Improving cultural competence of trainees has gained interest among medical educators, anticipating that this might reduce disparities in health care. Leading medical educators have added “the culture of disability” to this educational focus,27
albeit without specifically including persons with psychiatric disabilities. More research and experimentation is needed to develop new models for training medical students about communicating with patients with major mental illness. As Rubin and Zorumski32
suggest, these are exciting times for learning about mental health disorders. Some fears expressed by the students suggest that today's training approach may not effectively convey burgeoning scientific insight into major mental illness, as well as the current emphasis on positive outcomes and recovery for persons with these disorders. Medical school curricula typically separate courses to teach effective communication skills from those that teach medical knowledge and other clinical skills.37
Our interviews suggest the value of exploring approaches that combine communication skills training with more scientific teaching and clinical skills training about major mental illness. For example, providing greater scientific knowledge about the neurobiological bases for some psychiatric disorders alongside communication training could give students added insight and confidence in interacting with these patients. Such an integrated approach remains to be tested.
Students can learn much about psychiatry on nonpsychiatry rotations, but the focus group participants described explicitly negative messages that they received during clinical experiences, especially devaluing and diverting patients with mental health needs from the medical mainstream into psychiatric referral networks. On 1 level, that may give patients appropriate care. But it removes important opportunities for students to learn and treat the entire patient, not just the mental illness. We recommend that medical educators consider addressing these issues by educating learners at all levels—medical students, residents, and faculty.
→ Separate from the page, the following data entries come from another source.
//! Node Data Loader
//!
//! Reads the flat historical price table and hands out per-node series:
//! - Filters rows to one settlement point
//! - Adds calendar fields (weekday, hour, month, quarter season)
//! - Sorts by timestamp and drops duplicate hours
//!
//! [`PriceTable`] parses the file once and can serve every node of a batch
//! run; [`load_node_data`] re-reads the file per call.

use chrono::{DateTime, NaiveDate, NaiveDateTime};
use csv::ReaderBuilder;
use serde::Deserialize;
use std::collections::HashMap;
use std::fs::File;
use std::io::Read;
use std::path::{Path, PathBuf};
use tracing::{debug, info, warn};

use crate::error::{BacktestError, BacktestResult};
use crate::types::PriceObservation;

/// Columns the price table must carry
pub const REQUIRED_COLUMNS: [&str; 4] = ["settlementPoint", "date", "SPP_DA", "SPP_RT"];

/// Raw row of the price table; extra columns are ignored
#[derive(Debug, Deserialize)]
struct RawPriceRow {
    #[serde(rename = "settlementPoint")]
    settlement_point: String,
    date: String,
    #[serde(rename = "SPP_DA")]
    spp_da: Option<f64>,
    #[serde(rename = "SPP_RT")]
    spp_rt: Option<f64>,
}

/// Parse a timestamp in any of the layouts found in price exports.
///
/// Offsets are dropped and the wall-clock time is kept.
pub fn parse_timestamp(raw: &str) -> BacktestResult<NaiveDateTime> {
    let value = raw.trim();

    for fmt in ["%Y-%m-%d %H:%M:%S", "%Y-%m-%dT%H:%M:%S", "%Y-%m-%d %H:%M", "%Y-%m-%dT%H:%M"] {
        if let Ok(ts) = NaiveDateTime::parse_from_str(value, fmt) {
            return Ok(ts);
        }
    }

    if let Ok(ts) = DateTime::parse_from_rfc3339(value) {
        return Ok(ts.naive_local());
    }
    if let Ok(ts) = DateTime::parse_from_str(value, "%Y-%m-%d %H:%M:%S%:z") {
        return Ok(ts.naive_local());
    }

    NaiveDate::parse_from_str(value, "%Y-%m-%d")
        .ok()
        .and_then(|d| d.and_hms_opt(0, 0, 0))
        .ok_or_else(|| BacktestError::InvalidTimestamp(value.to_string()))
}

/// Parsed price table, grouped by settlement point
#[derive(Debug, Clone)]
pub struct PriceTable {
    source: PathBuf,
    /// Node names in first-seen order
    nodes: Vec<String>,
    by_node: HashMap<String, Vec<PriceObservation>>,
}

impl PriceTable {
    /// Load and parse the whole table from disk
    pub fn load(path: impl AsRef<Path>) -> BacktestResult<Self> {
        let path = path.as_ref();
        let file = File::open(path).map_err(|e| BacktestError::io(path, e))?;
        let table = Self::from_reader(file, path)?;
        info!(
            path = %path.display(),
            nodes = table.nodes.len(),
            "Loaded price table"
        );
        Ok(table)
    }

    /// Parse a table from any reader; `source` is used in error messages
    pub fn from_reader<R: Read>(reader: R, source: impl Into<PathBuf>) -> BacktestResult<Self> {
        let source = source.into();
        let mut reader = ReaderBuilder::new().has_headers(true).from_reader(reader);

        let headers = reader.headers()?.clone();
        let missing: Vec<String> = REQUIRED_COLUMNS
            .iter()
            .filter(|col| !headers.iter().any(|h| h.trim() == **col))
            .map(|col| col.to_string())
            .collect();
        if !missing.is_empty() {
            return Err(BacktestError::MissingColumns {
                path: source,
                columns: missing,
            });
        }

        let mut nodes = Vec::new();
        let mut by_node: HashMap<String, Vec<PriceObservation>> = HashMap::new();

        for result in reader.deserialize() {
            let raw: RawPriceRow = result?;
            let timestamp = parse_timestamp(&raw.date)?;
            let node = raw.settlement_point.trim();

            if !by_node.contains_key(node) {
                nodes.push(node.to_string());
            }
            by_node.entry(node.to_string()).or_default().push(PriceObservation::new(
                node,
                timestamp,
                raw.spp_da.unwrap_or(f64::NAN),
                raw.spp_rt.unwrap_or(f64::NAN),
            ));
        }

        for (node, series) in by_node.iter_mut() {
            sort_and_dedup(node, series);
        }

        Ok(Self {
            source,
            nodes,
            by_node,
        })
    }

    /// Settlement points present in the table, in first-seen order
    pub fn nodes(&self) -> &[String] {
        &self.nodes
    }

    pub fn source(&self) -> &Path {
        &self.source
    }

    /// Enriched, chronologically ordered series for one node
    pub fn node_data(&self, node: &str) -> BacktestResult<Vec<PriceObservation>> {
        match self.by_node.get(node) {
            Some(series) if !series.is_empty() => {
                debug!(node, rows = series.len(), "Serving node series");
                Ok(series.clone())
            }
            _ => Err(BacktestError::NodeNotFound {
                node: node.to_string(),
                path: self.source.clone(),
            }),
        }
    }
}

/// Read the table from disk and return one node's series
pub fn load_node_data(path: impl AsRef<Path>, node: &str) -> BacktestResult<Vec<PriceObservation>> {
    PriceTable::load(path)?.node_data(node)
}

fn sort_and_dedup(node: &str, series: &mut Vec<PriceObservation>) {
    series.sort_by_key(|obs| obs.timestamp);
    let before = series.len();
    series.dedup_by_key(|obs| obs.timestamp);
    let dropped = before - series.len();
    if dropped > 0 {
        warn!(node, dropped, "Dropped duplicate timestamps, kept first occurrence");
    }
}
Our medical student interviewees described discomfort or disinterest primarily among residents in other disciplines for addressing patients' psychiatric concerns. They said little about attitudes among attending physicians. However, residents' behaviors likely parallel their teachers' interests and behaviors. Educating attending physicians could possibly instill the skills to teach their trainees about communicating with persons with major mental illness. Some programs have taught communication skills to faculty,38–40
but we are unaware of training initiatives oriented specifically toward patients with major mental illness.
One interesting teaching initiative involved integrating communication training into a required family medicine clerkship.41
The program included both a student curriculum and faculty development. One novel component was “on site consultations” from specially trained behavioral scientists, observing preceptors, providing feedback, and paralleling the teaching process used with students. A similar program about communicating with patients with major mental illness could help facilitate the transfer of skills from attendings to trainees.
All physicians involved in direct patient care need the language, communication skills, and confidence to communicate effectively with persons with major mental illness. Our interviews suggest that the challenge of developing superb communication skills with these patients extends beyond training medical students. Larger cultural contexts in which faculty operate powerfully shape the values and attitudes of learners. Medical educators should consider both faculty and student needs and behaviors in designing communication skills improvement programs.